:: WHAT NEEDS TO BE DONE ::
Your answer should be the entries, repeated exactly.

:: PROVIDED RECORDS ::
╔══
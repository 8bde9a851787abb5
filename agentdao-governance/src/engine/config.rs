use serde::{Deserialize, Serialize};

use crate::evaluator::QuorumPolicy;

/// What happens when a passed proposal asks for more than the treasury holds.
#[derive(Debug, Clone, Copy, Default, PartialEq, Eq, Serialize, Deserialize)]
#[serde(rename_all = "snake_case")]
pub enum ShortfallPolicy {
    /// Proposal is marked `passed`; nothing is paid and the creator earns no bonus.
    #[default]
    MarkPassed,
    /// Proposal is marked `failed`.
    MarkFailed,
}

#[derive(Debug, Clone, Serialize, Deserialize)]
pub struct GovernanceConfig {
    #[serde(default)]
    pub quorum: QuorumPolicy,
    #[serde(default)]
    pub shortfall: ShortfallPolicy,
    pub reputation_bonus: u32,
    pub reputation_penalty: u32,
}

impl Default for GovernanceConfig {
    fn default() -> Self {
        Self {
            quorum: QuorumPolicy::default(),
            shortfall: ShortfallPolicy::default(),
            reputation_bonus: 5,
            reputation_penalty: 1,
        }
    }
}
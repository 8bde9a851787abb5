use agentdao_node::{
    api::rest::{start_rest_api, AppState},
    cli::Args,
    config::Config,
    logging::{crash_log_path, init_logging, install_panic_hook},
    runtime::{builder::build_runtime, simulation::run_simulation},
};
use clap::Parser;
use tracing::{error, info};

#[tokio::main]
async fn main() -> Result<(), Box<dyn std::error::Error>> {
    // 1. Arguments
    let args = Args::parse();

    if let Some(path) = &args.write_default_config {
        Config::default().save_to_file(path)?;
        println!("Default config written to {}", path.display());
        return Ok(());
    }

    // 2. Config, then env and CLI overrides
    let mut config = match &args.config {
        Some(path) => Config::load_from_file(path)?,
        None => Config::default(),
    };
    config.apply_env()?;
    if let Some(port) = args.port {
        config.rest_port = port;
    }

    // 3. Logging; the guard flushes the audit file on exit
    install_panic_hook(crash_log_path(&config.audit_log));
    let _guard = init_logging(&config.audit_log)?;

    info!("--- AGENTDAO ---");
    info!(
        "Stake: {} SOL | Proposal fee: {} SOL | Vote fee: {} SOL | Network: {}",
        config.join_stake_sol, config.proposal_fee_sol, config.vote_fee_sol, config.network
    );

    // 4. Serve or run once
    if args.serve {
        let port = config.rest_port;
        start_rest_api(port, AppState::new(config)).await?;
        return Ok(());
    }

    let runtime = build_runtime(&config).await?;
    let logger = runtime.spawn_event_logger();
    match run_simulation(&runtime).await {
        Ok(report) => {
            for (id, outcome) in &report.outcomes {
                info!("Proposal #{} -> {:?}", id, outcome);
            }
        }
        Err(e) => {
            error!("Simulation failed: {}", e);
            return Err(e.into());
        }
    }
    drop(runtime);
    let _ = logger.await;

    Ok(())
}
╚══
:: OUTPUT ::
repository 8bde9a851787abb5
filename agentdao-governance/src/engine/config.rs
use serde::{Deserialize, Serialize};

use crate::evaluator::QuorumPolicy;

/// What happens when a passed proposal asks for more than the treasury holds.
#[derive(Debug, Clone, Copy, Default, PartialEq, Eq, Serialize, Deserialize)]
#[serde(rename_all = "snake_case")]
pub enum ShortfallPolicy {
    /// Proposal is marked `passed`; nothing is paid and the creator earns no bonus.
    #[default]
    MarkPassed,
    /// Proposal is marked `failed`.
    MarkFailed,
}

#[derive(Debug, Clone, Serialize, Deserialize)]
pub struct GovernanceConfig {
    #[serde(default)]
    pub quorum: QuorumPolicy,
    #[serde(default)]
    pub shortfall: ShortfallPolicy,
    pub reputation_bonus: u32,
    pub reputation_penalty: u32,
}

impl Default for GovernanceConfig {
    fn default() -> Self {
        Self {
            quorum: QuorumPolicy::default(),
            shortfall: ShortfallPolicy::default(),
            reputation_bonus: 5,
            reputation_penalty: 1,
        }
    }
}
repository 8bde9a851787abb5
use agentdao_node::{
    api::rest::{start_rest_api, AppState},
    cli::Args,
    config::Config,
    logging::{crash_log_path, init_logging, install_panic_hook},
    runtime::{builder::build_runtime, simulation::run_simulation},
};
use clap::Parser;
use tracing::{error, info};

#[tokio::main]
async fn main() -> Result<(), Box<dyn std::error::Error>> {
    // 1. Arguments
    let args = Args::parse();

    if let Some(path) = &args.write_default_config {
        Config::default().save_to_file(path)?;
        println!("Default config written to {}", path.display());
        return Ok(());
    }

    // 2. Config, then env and CLI overrides
    let mut config = match &args.config {
        Some(path) => Config::load_from_file(path)?,
        None => Config::default(),
    };
    config.apply_env()?;
    if let Some(port) = args.port {
        config.rest_port = port;
    }

    // 3. Logging; the guard flushes the audit file on exit
    install_panic_hook(crash_log_path(&config.audit_log));
    let _guard = init_logging(&config.audit_log)?;

    info!("--- AGENTDAO ---");
    info!(
        "Stake: {} SOL | Proposal fee: {} SOL | Vote fee: {} SOL | Network: {}",
        config.join_stake_sol, config.proposal_fee_sol, config.vote_fee_sol, config.network
    );

    // 4. Serve or run once
    if args.serve {
        let port = config.rest_port;
        start_rest_api(port, AppState::new(config)).await?;
        return Ok(());
    }

    let runtime = build_runtime(&config).await?;
    let logger = runtime.spawn_event_logger();
    match run_simulation(&runtime).await {
        Ok(report) => {
            for (id, outcome) in &report.outcomes {
                info!("Proposal #{} -> {:?}", id, outcome);
            }
        }
        Err(e) => {
            error!("Simulation failed: {}", e);
            return Err(e.into());
        }
    }
    drop(runtime);
    let _ = logger.await;

    Ok(())
}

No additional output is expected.